Edited by d7samurai on
I'm not quite sure what you are suggesting. If you are suggesting that every allocation be forced to a particular byte boundary (which I thought of too), then although that works it doesn't "feel" right. It prevents allocating a bunch of closely packed objects that are, say, 12 bytes each. If we do that then we are forced to waste 4 bytes per object and we can no longer treat them as an array using the pointer to the first (at least not without the alignment details leaking through the abstraction or allocating them as an array of known size up front).
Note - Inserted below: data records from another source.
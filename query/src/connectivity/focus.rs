use std::fmt;
use std::sync::Arc;

use super::{Cleanup, EventInstaller, Signal, SignalSetter};
use crate::listener::Subscription;

/// Tracks whether the application is in the foreground.
///
/// Cheap to clone; clones observe the same signal. Defaults to focused until
/// told otherwise.
#[derive(Clone)]
pub struct FocusManager {
  signal: Arc<Signal>,
}

impl Default for FocusManager {
  fn default() -> Self {
    Self::new()
  }
}

impl FocusManager {
  pub fn new() -> Self {
    Self {
      signal: Signal::new("focus"),
    }
  }

  pub fn is_focused(&self) -> bool {
    self.signal.current()
  }

  /// Overrides the focus state. `None` restores the default. Listeners only
  /// hear about actual changes.
  pub fn set_focused(&self, focused: Option<bool>) {
    self.signal.set(focused);
  }

  /// Replaces the platform hook. The previous hook is cleaned up first.
  pub fn set_event_listener<F>(&self, installer: F)
  where
    F: Fn(SignalSetter) -> Option<Cleanup> + Send + Sync + 'static,
  {
    let installer: EventInstaller = Arc::new(installer);
    self.signal.set_event_installer(installer);
  }

  pub fn subscribe<F>(&self, listener: F) -> Subscription
  where
    F: Fn(bool) + Send + Sync + 'static,
  {
    self.signal.subscribe(Arc::new(listener))
  }

  pub fn has_listeners(&self) -> bool {
    self.signal.has_listeners()
  }
}

impl fmt::Debug for FocusManager {
  fn fmt(&self, f: &mut fmt::Formatter<'_>) -> fmt::Result {
    f.debug_struct("FocusManager")
      .field("focused", &self.is_focused())
      .finish()
  }
}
If you are suggesting that we introduce an "AlignArena" function:

1
2
3
4
5
6
inline void
AlignArena(memory_arena *Arena, int32 Alignment)
{
    Assert(IsPowerOf2(Alignment));
    Arena->Used = (Arena->Used + Alignment - 1) & (-Alignment);
}


then I agree. That is the best idea I can think of (but I still don't like it very much).
I am suggesting aligning each new segment of memory we allocate like that (according to need). By segment I mean a stretch of memory dedicated to holding a bunch of objects of the same type and so on.

I don't think we will be allocating space for single, small objects much, nor that we'll be placing single, small objects of varying sizes after each other (like a 12 byte struct followed by an 8 byte pointer, for instance), at least not ones where alignment matters (or that needs to be read by SIMD instructions).

Then what will happen is that we go for an SOA ('struct of arrays') arrangement rather than an AOS ('array of structs') arrangement. Instead of storing, say, a hundred 12-byte Foo objects sequentially in memory, we will be storing a hundred 4-byte x values sequentially, then a hundred y values and then a hundred z values. So instead of
1
Foo entities[100];

We'll be doing
1
2
3
int32 x[100];
int32 y[100];
int32 z[100];

This way we only require a 4 byte alignment, and we can process four x-values at a time using SIMD and not have a problem (we'll just make sure the first one / the start of that segment is 16-byte aligned). Similarly with the y and z values, of course.

..or just make sure structs are 16 bytes (and start aligned):
1
2
3
struct Foo {
    int32 x, y, z, w;
};

Edited by d7samurai on
Ok, got it. The 12 byte struct was just an example though. All you need is an odd number of structs that are divisible by 4 but not by 8 (so they can't, for example, contain a pointer).
Yes, I think I know what you meant - I just kept your Foo for the sake of simplicity :)

You imagined if we perhaps had a Foo like this (with no padding), right?
1
2
3
4
struct Foo {
    void* ptr;
    int32 a;
};

Edited by d7samurai on
Typically, for things you care about, you always 16-byte align them, and for things that you don't care about, well, you don't care :)

The way you do this with arenas is as suggested by the replies here - you just align the pushes that need to be aligned as necessary. It's very simple.

- Casey
I have tested jumpaligning, codealigning and data alignment on my entire codebase, and found zero perceived difference in speed. I don't think its worth it. Unless a few cycles actually matter to you.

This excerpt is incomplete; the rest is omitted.